Inheritance is a process that can be both emotionally and legally complex. When it comes to leaving an inheritance for minors, the intricacies increase further. This comprehensive guide will provide you with pertinent information on inheritance advance for minors, explaining the legal aspects, requirements, and alternatives available.

1. Minors as Beneficiaries

Minors can be beneficiaries of an inheritance, but they cannot legally own property until they come of age. The age of majority varies across jurisdictions but is usually 18 or 21 years old. When a minor is named as a beneficiary, several factors come into play, including the nature of the bequest, state laws, and the value of the inheritance.

Direct Gifts to Minors

When property is left directly to a minor beneficiary, such as through joint ownership of property, payable-on-death accounts, or testamentary dispositions, the minor will not have the legal authority to take control of the property due to their age. State law determines who should receive the decedent’s estate and in what measures.

Inheritance through Wills, Intestate Estates, and Trusts

Inheritances received via a last will and testament or from an intestate estate (when the deceased died without a will) are subject to state law. The estate will usually go to the closest kin, with more distant relatives inheriting the property if there is no spouse or children. The distribution of a minor’s inheritance in these cases depends on the laws of the state where the minor lives and the value of the bequest.

2. UTMA, UGMA, and 529 Accounts

If the value of the property left to the minor is not significant (usually $20,000 or less), state law may allow an interested adult, such as a parent or grandparent, to request that the minor’s inheritance be placed in an account established under the state’s Uniform Transfers to Minors Act (UTMA) or Uniform Gifts to Minors Act (UGMA).

These accounts can hold the funds for the child until they reach the age of majority, which is 18 in most states, but sometimes 21. Some states also allow an interested adult to request that the property be placed in a 529 account, a tax-advantaged savings plan for future college costs or private school tuition.

In some states, a parent can personally assume management of small amounts (such as gifts of $5,000 or less) on behalf of their minor child without using a specialized UTMA, UGMA, or 529 account.

Kid Money
Inheritance Advance for Minors: What You Need to Know 2

3. Conservatorships for Minors as Beneficiaries

If the asset value left to a minor is more than can be placed in a UTMA, UGMA, or a 529 account, or if the laws of the state where the minor lives do not authorize these types of accounts for inherited assets, a court-supervised conservatorship must be established for the benefit of the minor.

The court-appointed personal representative or executor of the estate will file a petition requesting that a conservator be appointed on behalf of the minor to manage the inheritance.

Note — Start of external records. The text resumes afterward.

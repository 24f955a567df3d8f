// src/report.rs
//! Terminal artifact of one run.

use anyhow::{Context, Result};
use chrono::{DateTime, SecondsFormat, Utc};
use serde::Serialize;
use std::io::Write;

use crate::ingest::types::Item;

#[derive(Debug, Clone, PartialEq, Eq, Serialize)]
pub struct Report {
    generated_at: String,
    count: usize,
    items: Vec<Item>,
}

impl Report {
    /// Stamp `items` with the current UTC instant.
    pub fn new(items: Vec<Item>) -> Self {
        Self::at(Utc::now(), items)
    }

    pub fn at(ts: DateTime<Utc>, items: Vec<Item>) -> Self {
        Self {
            generated_at: ts.to_rfc3339_opts(SecondsFormat::Micros, false),
            count: items.len(),
            items,
        }
    }

    pub fn generated_at(&self) -> &str {
        &self.generated_at
    }

    pub fn count(&self) -> usize {
        self.count
    }

    pub fn items(&self) -> &[Item] {
        &self.items
    }

    /// Pretty JSON, two-space indent, non-ASCII kept as UTF-8.
    pub fn to_json_pretty(&self) -> Result<String> {
        serde_json::to_string_pretty(self).context("serializing report")
    }

    pub fn write_pretty<W: Write>(&self, mut w: W) -> Result<()> {
        let json = self.to_json_pretty()?;
        writeln!(w, "{json}").context("writing report")?;
        w.flush().context("flushing report")
    }
}
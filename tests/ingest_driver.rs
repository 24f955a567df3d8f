// tests/ingest_driver.rs
use aml_fines_monitor::config::{KeywordsConfig, MonitorConfig, SourceCfg};
use aml_fines_monitor::ingest::fetch::StaticFetcher;
use aml_fines_monitor::{Aggregator, SourceError, SourceKind};

const FCA_RSS: &str = include_str!("fixtures/fca_rss.xml");
const BAFIN_ATOM: &str = include_str!("fixtures/bafin_atom.xml");
const FTNO_RSS: &str = include_str!("fixtures/finanstilsynet_rss.xml");
const FI_SE_HTML: &str = include_str!("fixtures/fi_se_sanktioner.html");
const ACPR_RSS: &str = include_str!("fixtures/acpr_rss_namespaced.xml");

fn src(name: &str, url: &str) -> SourceCfg {
    SourceCfg {
        name: name.to_string(),
        url: url.to_string(),
    }
}

fn cfg(feeds: Vec<SourceCfg>, pages: Vec<SourceCfg>) -> MonitorConfig {
    MonitorConfig {
        feeds,
        pages,
        ..MonitorConfig::default()
    }
}

#[tokio::test]
async fn matching_entry_survives_failing_page_source() {
    let feed = r#"<rss><channel>
<item><title>Firm fined over money laundering controls</title><link>https://r.example/1</link></item>
<item><title>Annual report published</title><link>https://r.example/2</link></item>
</channel></rss>"#;
    let fetcher = StaticFetcher::new()
        .with_body("https://r.example/rss", feed)
        .with_error("https://r.example/page", "connection timed out");
    let agg = Aggregator::new(
        cfg(
            vec![src("Reg", "https://r.example/rss")],
            vec![src("Reg page", "https://r.example/page")],
        ),
        fetcher,
    )
    .unwrap();

    let (report, summary) = agg.run_once_with_summary().await;
    assert_eq!(report.count(), 1);
    assert_eq!(
        report.items()[0].title(),
        "Firm fined over money laundering controls"
    );
    assert_eq!(summary.sources_ok, 1);
    assert_eq!(summary.sources_failed, 1);
}

#[tokio::test]
async fn norwegian_keyword_includes_entry() {
    let mut c = cfg(vec![src("Finanstilsynet NO", "https://ft.example/rss")], vec![]);
    c.keywords = KeywordsConfig {
        patterns: vec![r"hvitvask".to_string()],
    };
    let fetcher = StaticFetcher::new().with_body("https://ft.example/rss", FTNO_RSS);
    let report = Aggregator::new(c, fetcher).unwrap().run_once().await;

    assert_eq!(report.count(), 1);
    let it = &report.items()[0];
    assert_eq!(it.title(), "Ny hvitvaskingssak");
    assert_eq!(it.regulator(), "Finanstilsynet NO");
    assert_eq!(it.published(), Some("Wed, 04 Jun 2025 12:00:00 +0200"));
}

#[tokio::test]
async fn full_run_orders_feeds_before_pages_and_dedupes() {
    let fetcher = StaticFetcher::new()
        .with_body("https://fca.example/rss", FCA_RSS)
        .with_body("https://bafin.example/atom", BAFIN_ATOM)
        .with_body("https://fi.example/sanktioner", FI_SE_HTML);
    let agg = Aggregator::new(
        cfg(
            vec![
                src("FCA", "https://fca.example/rss"),
                src("BaFin", "https://bafin.example/atom"),
            ],
            vec![src("FI SE", "https://fi.example/sanktioner")],
        ),
        fetcher,
    )
    .unwrap();

    let (report, summary) = agg.run_once_with_summary().await;
    let regs: Vec<&str> = report.items().iter().map(|i| i.regulator()).collect();
    assert_eq!(regs, vec!["FCA", "BaFin", "FI SE", "FI SE"]);
    assert_eq!(summary.duplicates_dropped, 1);
    assert_eq!(report.count(), report.items().len());

    let fca = &report.items()[0];
    assert_eq!(fca.title(), "FCA fines Bank X £2m for AML failures");
    assert!(!fca.summary().contains('\n'));
    assert!(fca.summary().contains("anti-money laundering systems"));

    let bafin = &report.items()[1];
    assert_eq!(bafin.link(), "https://www.bafin.de/meldung/1");
    assert_eq!(bafin.published(), Some("2025-06-04T09:00:00Z"));
    assert_eq!(bafin.summary(), "Verstöße gegen das Geldwäschegesetz");

    let page = &report.items()[2];
    assert_eq!(page.title(), "Finansinspektionen ger Bank AB en sanktionsavgift");
    assert_eq!(page.published(), None);
    assert_eq!(page.link(), "https://fi.example/sanktioner");
    assert!(page.summary().contains("Startsida"));
    assert!(page.summary().contains("penningtvätt"));
    assert!(page.summary().chars().count() <= 400);
}

#[tokio::test]
async fn malformed_feed_is_a_parse_failure() {
    let fetcher = StaticFetcher::new()
        .with_body("https://a.example/rss", "<rss><channel><item><title>AML</title>")
        .with_body("https://b.example/rss", FTNO_RSS);
    let agg = Aggregator::new(
        cfg(
            vec![
                src("A", "https://a.example/rss"),
                src("B", "https://b.example/rss"),
            ],
            vec![],
        ),
        fetcher,
    )
    .unwrap();

    let outcomes = agg.collect().await;
    assert_eq!(outcomes.len(), 2);
    assert_eq!(outcomes[0].source.kind, SourceKind::Feed);
    assert!(matches!(outcomes[0].result, Err(SourceError::Parse(_))));
    assert_eq!(outcomes[1].result.as_ref().unwrap().len(), 1);
}

#[tokio::test]
async fn fetch_failure_is_reported_as_fetch_kind() {
    let agg = Aggregator::new(
        cfg(vec![src("A", "https://a.example/rss")], vec![]),
        StaticFetcher::new(),
    )
    .unwrap();
    let outcomes = agg.collect().await;
    let err = outcomes[0].result.as_ref().unwrap_err();
    assert_eq!(err.kind(), "fetch");
}

#[tokio::test]
async fn all_sources_failing_yields_empty_report() {
    let agg = Aggregator::new(MonitorConfig::default(), StaticFetcher::new()).unwrap();
    let report = agg.run_once().await;
    assert_eq!(report.count(), 0);
    assert!(report.items().is_empty());
    assert!(report.to_json_pretty().unwrap().contains("\"items\": []"));
}

#[test]
fn invalid_config_is_rejected_up_front() {
    let bad = cfg(vec![src("", "https://a.example/rss")], vec![]);
    assert!(Aggregator::new(bad, StaticFetcher::new()).is_err());
}

#[tokio::test]
async fn namespaced_feed_still_contributes_items() {
    let fetcher = StaticFetcher::new().with_body("https://acpr.example/rss", ACPR_RSS);
    let report = Aggregator::new(
        cfg(vec![src("ACPR", "https://acpr.example/rss")], vec![]),
        fetcher,
    )
    .unwrap()
    .run_once()
    .await;

    assert_eq!(report.count(), 1);
    let it = &report.items()[0];
    assert_eq!(it.title(), "Sanction pour manquements en matière de LCB FT");
    assert_eq!(it.link(), "https://acpr.example/sanctions/2025-04");
    assert_eq!(it.published(), Some("2025-06-05T10:00:00+02:00"));
}
// src/dedup.rs
//! Near-duplicate suppression.
//!
//! Each incoming item's key (`regulator|title`) is compared against every key
//! accepted so far using a token-set similarity ratio on a 0..=100 scale. An item
//! is dropped when any accepted key is identical or scores strictly above the
//! threshold. Single pass, stable, O(n²) in accepted items.
//!
//! Token-set ratio (fuzzywuzzy / rapidfuzz semantics):
//! - tokens are whitespace-delimited words, compared as sorted sets;
//! - a non-empty intersection where one side is a subset of the other scores 100;
//! - otherwise the best of three indel ratios built from
//!   `sorted(intersection)`, `sorted(a - b)` and `sorted(b - a)`.

use std::collections::BTreeSet;

use metrics::counter;
use tracing::debug;

use crate::ingest::types::Item;

pub const DEFAULT_SIMILARITY_THRESHOLD: f64 = 90.0;

#[derive(Clone, Debug)]
pub struct DedupParams {
    /// Drop when similarity is strictly greater than this (0..=100).
    pub threshold: f64,
    /// Lower-case tokens and treat non-alphanumeric chars as separators.
    /// `false` scores the raw whitespace tokens with no preprocessing.
    pub fold_tokens: bool,
}

impl Default for DedupParams {
    fn default() -> Self {
        Self {
            threshold: DEFAULT_SIMILARITY_THRESHOLD,
            fold_tokens: true,
        }
    }
}

/// Lower-case and replace every non-alphanumeric char with a space.
fn fold(s: &str) -> String {
    s.chars()
        .map(|c| if c.is_alphanumeric() { c } else { ' ' })
        .collect::<String>()
        .to_lowercase()
}

fn token_set(s: &str) -> BTreeSet<&str> {
    s.split_whitespace().collect()
}

fn join_sorted<'a>(tokens: impl IntoIterator<Item = &'a str>) -> String {
    tokens.into_iter().collect::<Vec<_>>().join(" ")
}

/// Length of the longest common subsequence, over chars.
fn lcs_len(a: &[char], b: &[char]) -> usize {
    if a.is_empty() || b.is_empty() {
        return 0;
    }
    let mut prev = vec![0usize; b.len() + 1];
    let mut cur = vec![0usize; b.len() + 1];
    for &ca in a {
        for (j, &cb) in b.iter().enumerate() {
            cur[j + 1] = if ca == cb {
                prev[j] + 1
            } else {
                cur[j].max(prev[j + 1])
            };
        }
        std::mem::swap(&mut prev, &mut cur);
    }
    prev[b.len()]
}

/// Insertions + deletions needed to turn `a` into `b`.
fn indel_distance(a: &str, b: &str) -> usize {
    let a: Vec<char> = a.chars().collect();
    let b: Vec<char> = b.chars().collect();
    a.len() + b.len() - 2 * lcs_len(&a, &b)
}

fn norm_ratio(dist: usize, lensum: usize) -> f64 {
    if lensum == 0 {
        return 100.0;
    }
    100.0 * (1.0 - dist as f64 / lensum as f64)
}

/// Token-set similarity ratio in 0..=100.
pub fn token_set_ratio(a: &str, b: &str, fold_tokens: bool) -> f64 {
    let (fa, fb);
    let (a, b) = if fold_tokens {
        fa = fold(a);
        fb = fold(b);
        (fa.as_str(), fb.as_str())
    } else {
        (a, b)
    };

    let ta = token_set(a);
    let tb = token_set(b);
    if ta.is_empty() || tb.is_empty() {
        return 0.0;
    }

    let sect: Vec<&str> = ta.intersection(&tb).copied().collect();
    let diff_ab: Vec<&str> = ta.difference(&tb).copied().collect();
    let diff_ba: Vec<&str> = tb.difference(&ta).copied().collect();

    if !sect.is_empty() && (diff_ab.is_empty() || diff_ba.is_empty()) {
        return 100.0;
    }

    let diff_ab_joined = join_sorted(diff_ab);
    let diff_ba_joined = join_sorted(diff_ba);
    let sect_len = join_sorted(sect).chars().count();
    let ab_len = diff_ab_joined.chars().count();
    let ba_len = diff_ba_joined.chars().count();

    let sep = usize::from(sect_len != 0);
    let sect_ab_len = sect_len + sep + ab_len;
    let sect_ba_len = sect_len + sep + ba_len;

    // "sect ab" vs "sect ba" differ only in their tails.
    let dist = indel_distance(&diff_ab_joined, &diff_ba_joined);
    let result = norm_ratio(dist, sect_ab_len + sect_ba_len);

    if sect_len == 0 {
        return result;
    }

    let sect_ab_ratio = norm_ratio(sep + ab_len, sect_len + sect_ab_len);
    let sect_ba_ratio = norm_ratio(sep + ba_len, sect_len + sect_ba_len);

    result.max(sect_ab_ratio).max(sect_ba_ratio)
}

/// Online near-duplicate filter. Remembers keys of accepted items only.
#[derive(Debug)]
pub struct NearDuplicateFilter {
    params: DedupParams,
    accepted: Vec<String>,
}

impl NearDuplicateFilter {
    pub fn new(mut params: DedupParams) -> Self {
        if !params.threshold.is_finite() {
            params.threshold = DEFAULT_SIMILARITY_THRESHOLD;
        }
        params.threshold = params.threshold.clamp(0.0, 100.0);
        Self {
            params,
            accepted: Vec::new(),
        }
    }

    pub fn params(&self) -> &DedupParams {
        &self.params
    }

    /// Keys accepted so far, in acceptance order.
    pub fn accepted_keys(&self) -> &[String] {
        &self.accepted
    }

    /// Returns `true` and remembers the key if `item` is not a near-duplicate.
    pub fn admit(&mut self, item: &Item) -> bool {
        let key = item.similarity_key();
        for prev in &self.accepted {
            if *prev == key {
                debug!(target: "dedup", prev = %prev, "exact duplicate key");
                return false;
            }
            let score = token_set_ratio(prev, &key, self.params.fold_tokens);
            if score > self.params.threshold {
                debug!(target: "dedup", prev = %prev, key = %key, score, "near-duplicate");
                return false;
            }
        }
        self.accepted.push(key);
        true
    }

    /// Keep only admitted items, in order.
    pub fn filter_batch(&mut self, items: Vec<Item>) -> Vec<Item> {
        let before = items.len();
        let kept: Vec<Item> = items.into_iter().filter(|it| self.admit(it)).collect();
        counter!("ingest_dedup_total").increment((before - kept.len()) as u64);
        kept
    }
}

/// Fresh filter over one sequence.
pub fn dedupe(items: Vec<Item>, params: &DedupParams) -> Vec<Item> {
    NearDuplicateFilter::new(params.clone()).filter_batch(items)
}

If there is no probate estate, an interested adult can file the petition.

A judge will then decide who to appoint as the minor’s conservator after hearing testimony from all interested parties. In most cases, the child’s parent is chosen to be conservator unless both parents are deceased or otherwise determined to be inappropriate or incapable of performing the duty.

The appointed conservator will manage and control the minor’s inheritance until the minor becomes an adult. Parents leaving inheritances to their minor children can avoid difficulties by naming a conservator in their estate plans.

4. Maturity and Inheritance Management

Even if a child reaches the legal age to be a beneficiary, they may not have the maturity to manage a large amount of money. This is why many parents establish trusts in their estate planning, controlling the distribution of funds until the child reaches a certain age or meets specific criteria. For instance, children with addiction issues that might lead to reckless spending are also candidates for this type of plan.

5. Frequently Asked Questions (FAQs)

How old does a beneficiary have to be?

There are no age restrictions for leaving an inheritance. However, a minor beneficiary may not have immediate access to property upon your death, but they will own it once they reach the age of majority.

Can a parent spend a child’s inheritance?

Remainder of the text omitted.